Tratándose de quien soy, y de esta columna que tengo a mi cargo, es fácil deducir que tengo una relación simbiótica con mi iTunes: a lo largo de los años y de las diversas fases de mi existencia, he construido cuidadosamente mis playlists, y a veces puedo jurar que la canalla —porque, por alguna razón, le he asignado el sexo femenino— lee mis pensamientos y manipula sus algoritmos aleatorios para arrojarme tracks que son justo lo que necesito para el mood del momento, o cuyas letras aluden al tema del que esté escribiendo.
Un día, revisando mi colección, di con un término, porn groove, que llamó tanto mi atención que pensé: algún día escribiré algo al respecto. Y ese día es hoy.

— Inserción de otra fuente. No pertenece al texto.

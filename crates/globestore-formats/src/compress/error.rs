//! Packet compression error types

use thiserror::Error;

/// Packet compression error type
#[derive(Debug, Error)]
pub enum CompressError {
    /// Buffer too short to hold the envelope header
    #[error("compressed packet too short: {0} bytes")]
    TooShort(usize),

    /// Envelope magic did not match
    #[error("invalid packet magic: expected {expected:#010x}, got {actual:#010x}")]
    InvalidMagic {
        /// Expected magic
        expected: u32,
        /// Magic found in the buffer
        actual: u32,
    },

    /// Declared uncompressed size exceeds the decompression limit
    #[error("declared packet size {size} exceeds limit of {limit} bytes")]
    SizeLimit {
        /// Declared size
        size: usize,
        /// Maximum allowed size
        limit: usize,
    },

    /// Inflated length differs from the declared size
    #[error("packet size mismatch: header declares {expected} bytes, inflated {actual}")]
    SizeMismatch {
        /// Size declared in the envelope
        expected: usize,
        /// Size actually produced
        actual: usize,
    },

    /// Compression/decompression error
    #[error("compression error: {0}")]
    CompressionError(String),
}

/// Result type for packet compression
pub type CompressResult<T> = Result<T, CompressError>;
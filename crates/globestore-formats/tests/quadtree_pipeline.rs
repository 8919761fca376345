#![allow(clippy::expect_used, clippy::unwrap_used, clippy::panic)]
//! Integration tests for the stored quadtree packet pipeline
//!
//! Builds a full quadset (root plus three levels), pushes it through
//! serialize, compress and XOR, and checks that the decoded packet walks
//! and references the same tiles.

use globestore_crypto::PacketCipher;
use globestore_formats::PacketFormat;
use globestore_formats::quadtree::{
    ChildFlags, LayerType, QuadtreeNode, QuadtreePacket, QuadtreePath, decode_quadtree_packet,
    encode_quadtree_packet,
};
use std::collections::BTreeMap;

const QUADSET_DEPTH: u32 = 3;

fn test_cipher() -> PacketCipher {
    let key: Vec<u8> = (0..1024u32).map(|i| (i * 7 + 3) as u8).collect();
    PacketCipher::new(&key).expect("key")
}

/// Every tile down to `QUADSET_DEPTH`; the deepest level are cache nodes
/// pointing at the next quadset.
fn full_quadset() -> BTreeMap<QuadtreePath, QuadtreeNode> {
    let mut nodes = BTreeMap::new();
    let mut frontier = vec![QuadtreePath::root()];
    while let Some(path) = frontier.pop() {
        let mut node = QuadtreeNode {
            image_version: 100 + path.level() as u16,
            image_data_provider: (path.raw() >> 60) as u8,
            ..QuadtreeNode::default()
        };
        node.children.set_image(true);
        if path.level() == QUADSET_DEPTH {
            node.children.set_cache_node(true);
            node.cnode_version = 7;
        } else {
            for quad in 0..4 {
                frontier.push(path.child(quad).expect("child"));
            }
        }
        if path.level() == 1 {
            node.children.set_drawable(true);
            node.set_channel_version(3, 40);
            node.set_channel_version(8, 41);
        }
        nodes.insert(path, node);
    }
    nodes
}

#[test]
fn quadset_has_expected_shape() {
    let packet = QuadtreePacket::from_nodes(full_quadset()).expect("valid tree");
    assert_eq!(packet.len(), 85);

    let mut visited = Vec::new();
    packet
        .walk(|index, path, _| visited.push((index, path)))
        .expect("walk");
    assert_eq!(visited.len(), 85);
    assert!(visited.iter().enumerate().all(|(i, (index, _))| i == *index));

    // Pre-order visit equals path order
    let mut sorted: Vec<QuadtreePath> = visited.iter().map(|(_, p)| *p).collect();
    sorted.sort();
    assert_eq!(
        sorted,
        visited.iter().map(|(_, p)| *p).collect::<Vec<_>>()
    );
}

#[test]
fn pipeline_round_trip() {
    let packet = QuadtreePacket::from_nodes(full_quadset()).expect("valid tree");
    let cipher = test_cipher();

    let stored = encode_quadtree_packet(&packet, &cipher).expect("encode");
    let decoded = decode_quadtree_packet(&stored, &cipher).expect("decode");
    assert_eq!(decoded, packet);

    let raw = packet.build().expect("build");
    QuadtreePacket::verify_round_trip(&raw).expect("byte-exact round trip");
}

#[test]
fn references_of_decoded_packet() {
    let prefix: QuadtreePath = "0123".parse().expect("valid path");
    let packet = QuadtreePacket::from_nodes(full_quadset()).expect("valid tree");
    let cipher = test_cipher();
    let stored = encode_quadtree_packet(&packet, &cipher).expect("encode");
    let decoded = decode_quadtree_packet(&stored, &cipher).expect("decode");

    let refs = decoded.data_references(&prefix).expect("references");
    assert_eq!(refs.img.len(), 85);
    assert_eq!(refs.qtp.len(), 64);
    assert_eq!(refs.vec.len(), 8);
    assert!(refs.ter.is_empty());

    assert!(refs.qtp.iter().all(|r| r.path.level() == 7 && r.version == 7));
    assert!(refs.img.iter().all(|r| prefix.is_ancestor_of(&r.path)));
    assert_eq!(refs.img[0].path, prefix);
    assert_eq!(refs.img[0].version, 100);

    let child_quadset: QuadtreePath = "0123321".parse().expect("valid path");
    assert!(refs.qtp.iter().any(|r| r.path == child_quadset));

    assert!(decoded.has_layer_of_type(LayerType::Vector));
    assert!(!decoded.has_layer_of_type(LayerType::Terrain));
}

#[test]
fn cache_nodes_carry_no_child_bits() {
    let packet = QuadtreePacket::from_nodes(full_quadset()).expect("valid tree");
    for node in packet.nodes() {
        if node.children.is_cache_node() {
            assert_eq!(node.children.child_bits(), 0);
        } else {
            assert_eq!(node.children.child_bits(), ChildFlags::CHILD_MASK);
        }
    }
}

#[test]
fn corrupted_stored_packet_is_rejected() {
    let packet = QuadtreePacket::from_nodes(full_quadset()).expect("valid tree");
    let cipher = test_cipher();
    let mut stored = encode_quadtree_packet(&packet, &cipher).expect("encode");
    let mid = stored.len() / 2;
    stored.truncate(mid);
    assert!(decode_quadtree_packet(&stored, &cipher).is_err());
}
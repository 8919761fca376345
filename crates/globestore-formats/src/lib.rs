//! Packet formats for globe tile storage
//!
#![allow(clippy::cast_possible_truncation)] // Intentional for binary format parsing
#![allow(clippy::cast_possible_wrap)] // Intentional for binary operations
#![allow(clippy::cast_lossless)] // Sometimes clearer than From
#![allow(clippy::doc_markdown)] // Format names don't need backticks
#![allow(clippy::module_name_repetitions)] // Clear naming is preferred
#![allow(clippy::similar_names)] // Domain-specific naming patterns
#![allow(clippy::derive_partial_eq_without_eq)] // Binary format structs
#![allow(clippy::redundant_closure_for_method_calls)] // Iterator chains
#![allow(clippy::return_self_not_must_use)] // Builder patterns
//! This crate provides symmetric (parser and builder) implementations of the
//! packet formats stored inside globe tile bundles.
//!
//! # Supported Formats
//!
//! - **Data header**: the 32-byte header shared by every packet type
//! - **Quadtree packet**: one quadset of quadtree nodes with their layer
//!   versions, providers and vector channels
//! - **Data references**: (path, version, channel, provider) tuples derived
//!   from a quadtree packet
//! - **Packet compression**: magic-prefixed zlib envelope
//!
//! # Design Principles
//!
//! Every format implementation follows these principles:
//! - **Symmetric Operations**: Both parsing and building supported
//! - **Type Safety**: Use Rust's type system to enforce invariants
//! - **Round-Trip Guarantee**: parse(build(data)) == data

#![warn(missing_docs)]

/// Magic-prefixed zlib compression for packets
pub mod compress;
/// Quadtree packet codec
///
/// Quadtree packets describe one quadset: a four-level subtree of the
/// global quadtree, listing which tiles exist below it and which imagery,
/// terrain and vector versions each tile carries. See the [`quadtree`]
/// module for the wire layout.
pub mod quadtree;

/// Common format trait that all packet formats implement
pub trait PacketFormat: Sized {
    /// Parse from bytes
    fn parse(data: &[u8]) -> Result<Self, Box<dyn std::error::Error>>;

    /// Build to bytes
    fn build(&self) -> Result<Vec<u8>, Box<dyn std::error::Error>>;

    /// Verify round-trip correctness
    fn verify_round_trip(data: &[u8]) -> Result<(), Box<dyn std::error::Error>> {
        let parsed = Self::parse(data)?;
        let rebuilt = parsed.build()?;
        if data != rebuilt.as_slice() {
            return Err("Round-trip verification failed".into());
        }
        Ok(())
    }
}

Como buen hombre de mi tiempo, mi educación sexual no inició con una plática paterna acerca de los hechos de la vida, ni entre las páginas de la Enciclopedia de la vida sexual de Argos Vergara que mi madre guardaba celosamente en su ropero —no fuera a ser que “sus angelitos” dieran con las fotografías de los órganos reproductivos, expuestos como si fueran reses abiertas en canal—, sino en las manoseadas páginas de las revistas pornográficas que pasaban de mano en mano entre mis compañeros de la secundaria y, desde luego, en las sesiones clandestinas donde nos reuníamos a ver Taboo, Playing with Fire y otros tantos clásicos del porno ochentero. Desde entonces llamaron mi atención la cadencia, los golpeteos y el tono sórdido y desenfadado de los tracks que acompañaban —y acompasaban— a las escenas, llamémosle, “de acción”. ¿Cómo fue que los pornógrafos —si es que existe el término— dieron con ellos?
Bueno, pues ese boom-chikka-wakka-chikka que inmediatamente remite a las escenas explícitas de la Edad de Oro del porno, se originó en los años sesenta, no como un género en sí mismo, sino como una mezcla del sucio y sexoso sonido del funk que James Brown recién había introducido, del soul, del smooth jazz y del rhythm ‘n’ blues, así como de la música disco, que se originó en los clubes gay de los barrios bajos de Detroit y de otras ciudades del norte de los Estados Unidos.
Pero la vuelta de tuerca al asunto del porn groove sucedió durante la filmación de Deep Throat —Garganta profunda—, una cinta emblemática dirigida en 1972 por Gerard Damiano, que se convirtió en una de las películas de bajo presupuesto más rentables de la historia del cine. Al respecto, el pornstar Ron Jeremy recuerda: “La música de Garganta profunda era burda y adorable. Las cintas porno siempre tuvieron esa musiquita boom-chicka-boom-chicka, pero a Gerard Damiano le gustaba ir directo al grano, así quería evitar la típica música y eligió unos tracks entre divertidos y bobos. Pero los productores tenían otras ideas y llamaron a músicos calificados —de los que quizá jamás sabremos sus nombres— para crear un soundtrack ‘de a deveras’. Y lo que es más: Damiano incluso editó el filme en función del sonido, para que la acción en la pantalla coincidiera con el ritmo de la música. Fue algo muy listo”.
Hasta cierto punto, y no sé si como consecuencia de esto o como causa, en el inconsciente colectivo de muchas generaciones de practicantes, ése es el sonido inconfundible de la actividad sexual: dada la popularidad de Deep Throat, durante los años setenta y parte de los ochenta, ese ritmo cadencioso que nos recuerda al tempo del apareamiento entre humanos se convirtió en un estándar en las producciones para adultos.
Con el tiempo, la tecnología musical confeccionó beat-boxes y sintetizadores que permitían crear acompañamientos musicales muy sencillos, eficaces y, sobre todo, baratos. La cadencia de las películas de adultos también cambió, de modo que esas producciones en las que desfilan cuerpos de gimnasio, tatuados hasta la saciedad y perfectamente depilados, se acompañan con loops decadentes e interminables que brotan de un ordenador portátil como el que uso para escribir estas líneas. Punto. Se acabó el arte al servicio de la calentura. Quizá por eso algunos músicos nostálgicos hayan acuñado el término porn groove para rendir homenaje a todos esos artistas anónimos que ofrendaron su arte al servicio del sexo en la pantalla. Bien por ellos.